Çiğdem Ülker’in Makedonya Anıları

Zaman… Değişen her şeyin değişmeyen tek ortağı,

Geçen zamanın ve insanın yaşadığı her şeyin ebedi tanığı kentler

Zaman geçiyor insanlar unutuyor

Ama kaleler, kubbeler, kuleler köprüler…

Kentler unutmuyor geçip giden zamanı

Sadece orada açılıyor zamanın kapıları

 

Çiğdem ÜLKER, Makedonya Kiril ve Metodiy Üniversitesi Filoloji Fakültesinin Türk Dili ve Edebiyatı Bölümünde 1994-1998 öğretim yılında Türk Dili ve Edebiyatı Dersi verdi… Üniversiteye yeni gelmişti, Çiğdem Ülker’i tanıdığımda. Kendileriyle gazetemiz ‘BİRLİK’ için röportaj yapmaya gitmiştim. Karşımda genç ve şirin bir bayanla karşılaştığımda, insana olan sevgisini yüzünde okudum. Birdenbire kaynaştık, o günden sonra arkadaşlığımız, dostluğumuz güçlendi…

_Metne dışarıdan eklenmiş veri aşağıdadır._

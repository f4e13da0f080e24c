//! Game state and core simulation types
//!
//! All session state lives here, owned exclusively by the engine. The two
//! producers (tick timer, tilt input) never touch it directly; they go
//! through `tick::tick` and `tick::basket_input`.

use glam::Vec2;
use rand::{Rng, SeedableRng};
use rand_pcg::Pcg32;
use serde::Serialize;

use crate::config::PlayfieldConfig;
use crate::consts::*;

/// Current phase of gameplay
#[derive(Debug, Clone, Copy, PartialEq, Eq, Serialize)]
pub enum GamePhase {
    /// Active gameplay
    Playing,
    /// Egg hit the floor; score and speed frozen until restart
    GameOver,
}

/// Outward notification emitted by the simulation
///
/// The sink reacts with audio/visuals; nothing feeds back into the
/// simulation except through `GameState::restart`.
#[derive(Debug, Clone, Copy, PartialEq, Eq, Serialize)]
pub enum GameEvent {
    /// An egg was intercepted by the basket
    Catch { golden: bool },
    /// Score changed (emitted after every catch)
    ScoreChanged(u32),
    /// The egg reached the floor uncaught
    Miss,
    /// Session ended; carries the final score
    GameOver { final_score: u32 },
    /// A restart reinitialized the session
    SessionReset,
}

/// The player's basket, sliding along a fixed lane near the floor
#[derive(Debug, Clone, Copy)]
pub struct Basket {
    /// Left edge, always in `[0, width - basket_width]`
    pub x: f32,
}

/// The falling egg; exactly one exists while Playing
#[derive(Debug, Clone, Copy)]
pub struct Egg {
    /// `x` is the left edge, `y` is height above the floor line
    pub pos: Vec2,
    /// Golden eggs are rare and worth 5x
    pub golden: bool,
}

impl Egg {
    /// Horizontal center, used by the catch test
    pub fn center_x(&self, egg_size: f32) -> f32 {
        self.pos.x + egg_size / 2.0
    }
}

/// Complete session state (deterministic for a given seed and input sequence)
#[derive(Debug, Clone)]
pub struct GameState {
    /// Playfield geometry, immutable for the session
    pub config: PlayfieldConfig,
    /// Session seed for reproducibility
    pub seed: u64,
    /// Seeded RNG driving egg spawns
    pub rng: Pcg32,
    /// Current phase
    pub phase: GamePhase,
    /// Score, monotonically non-decreasing while Playing
    pub score: u32,
    /// Fall distance per tick, monotonically non-decreasing while Playing
    pub fall_speed: f32,
    /// Player basket
    pub basket: Basket,
    /// The falling egg
    pub egg: Egg,
    /// Simulation tick counter
    pub time_ticks: u64,
    /// Events emitted since the last drain
    events: Vec<GameEvent>,
}

impl GameState {
    /// Create a new session with the given geometry and seed
    ///
    /// The basket starts centered; the first egg spawns immediately.
    pub fn new(config: PlayfieldConfig, seed: u64) -> Self {
        let mut state = Self {
            config,
            seed,
            rng: Pcg32::seed_from_u64(seed),
            phase: GamePhase::Playing,
            score: 0,
            fall_speed: BASE_FALL_SPEED,
            basket: Basket {
                x: config.max_basket_x() / 2.0,
            },
            egg: Egg {
                pos: Vec2::ZERO,
                golden: false,
            },
            time_ticks: 0,
            events: Vec::new(),
        };
        state.spawn_egg();
        state
    }

    /// Spawn a fresh egg at the top of the playfield
    ///
    /// Horizontal position is uniform over the playfield; golden status is
    /// redrawn independently on every spawn.
    pub fn spawn_egg(&mut self) {
        self.egg = Egg {
            pos: Vec2::new(
                self.rng.random_range(0.0..self.config.max_egg_x()),
                self.config.egg_spawn_y(),
            ),
            golden: self.rng.random_bool(GOLDEN_EGG_CHANCE),
        };
    }

    /// Reset the session: score and speed back to base, fresh egg, Playing
    ///
    /// The basket keeps its current position across restarts.
    pub fn restart(&mut self) {
        self.score = 0;
        self.fall_speed = BASE_FALL_SPEED;
        self.phase = GamePhase::Playing;
        self.spawn_egg();
        self.push_event(GameEvent::SessionReset);
        log::info!("Session reset (seed {})", self.seed);
    }

    /// Queue an event for the sink
    pub(crate) fn push_event(&mut self, event: GameEvent) {
        self.events.push(event);
    }

    /// Take all pending events, oldest first
    pub fn drain_events(&mut self) -> Vec<GameEvent> {
        std::mem::take(&mut self.events)
    }
}
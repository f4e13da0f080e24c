//! Catch geometry
//!
//! The catch test is deliberately forgiving: instead of exact rectangle
//! intersection it checks a vertical tolerance band (half an egg below the
//! basket's top edge) and the egg's horizontal *center* against the basket
//! span. Tightening either check shifts catch timing and makes the game feel
//! unfair at higher fall speeds.

use glam::Vec2;

use crate::config::PlayfieldConfig;

/// Vertical alignment: egg bottom at or below the catch band
///
/// The band extends `egg_size / 2` above the basket top so an egg partway
/// into the basket mouth still counts.
pub fn in_catch_band(egg_y: f32, egg_size: f32, config: &PlayfieldConfig) -> bool {
    egg_y <= config.basket_top() + egg_size / 2.0
}

/// Horizontal alignment: egg center within the basket span (edges inclusive)
pub fn over_basket(egg_center_x: f32, basket_x: f32, basket_width: f32) -> bool {
    egg_center_x >= basket_x && egg_center_x <= basket_x + basket_width
}

/// Full catch test against a post-advance, in-bounds egg position
pub fn egg_caught(egg_pos: Vec2, basket_x: f32, config: &PlayfieldConfig) -> bool {
    let egg_center_x = egg_pos.x + config.egg_size / 2.0;
    in_catch_band(egg_pos.y, config.egg_size, config)
        && over_basket(egg_center_x, basket_x, config.basket_width)
}

#[cfg(test)]
mod tests {
    use super::*;

    fn config() -> PlayfieldConfig {
        // width=400, basket 90x50, offset 20, egg 40 -> band top at 90
        PlayfieldConfig::default()
    }

    #[test]
    fn test_catch_inside_band_and_span() {
        // Egg at x=170 has center 190, inside basket [150, 240]; y=10 is
        // well inside the band (top at 70 + 20 = 90)
        let caught = egg_caught(Vec2::new(170.0, 10.0), 150.0, &config());
        assert!(caught);
    }

    #[test]
    fn test_band_boundary_inclusive() {
        let config = config();
        assert!(in_catch_band(90.0, config.egg_size, &config));
        assert!(!in_catch_band(90.1, config.egg_size, &config));
    }

    #[test]
    fn test_horizontal_center_at_basket_edges() {
        // Center resting exactly on either basket edge still counts
        assert!(over_basket(150.0, 150.0, 90.0));
        assert!(over_basket(240.0, 150.0, 90.0));
        assert!(!over_basket(149.9, 150.0, 90.0));
        assert!(!over_basket(240.1, 150.0, 90.0));
    }

    #[test]
    fn test_center_counts_even_when_egg_overhangs() {
        // Egg left edge outside the basket but center inside: still a catch.
        // Exact AABB intersection would also pass here; the distinguishing
        // case is the egg hanging more than halfway off the far edge.
        let caught = egg_caught(Vec2::new(130.0, 50.0), 150.0, &config());
        assert!(caught);

        // Center left of the basket edge, but edges still overlap:
        // AABB would catch, the center test does not.
        let caught = egg_caught(Vec2::new(115.0, 50.0), 150.0, &config());
        assert!(!caught);
    }

    #[test]
    fn test_aligned_but_too_high() {
        let caught = egg_caught(Vec2::new(170.0, 300.0), 150.0, &config());
        assert!(!caught);
    }

    #[test]
    fn test_low_but_out_of_range() {
        // Egg at far right, basket at far left
        let caught = egg_caught(Vec2::new(390.0, 0.0), 0.0, &config());
        assert!(!caught);
    }
}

Çiğdem ÜLKER,  Ankara – Hacettepe Üniversitesi Türk Dili ve Edebiyatı Bölümünü bitirdi aynı Üniversitenin felsefe bölümünde mastır yaptı. Makedonya Kiril ve Metodiy Üniversitesi Filoloji Fakültesi’nin Türk Dili ve Edebiyatı bölümünde dört yıl ders verdi…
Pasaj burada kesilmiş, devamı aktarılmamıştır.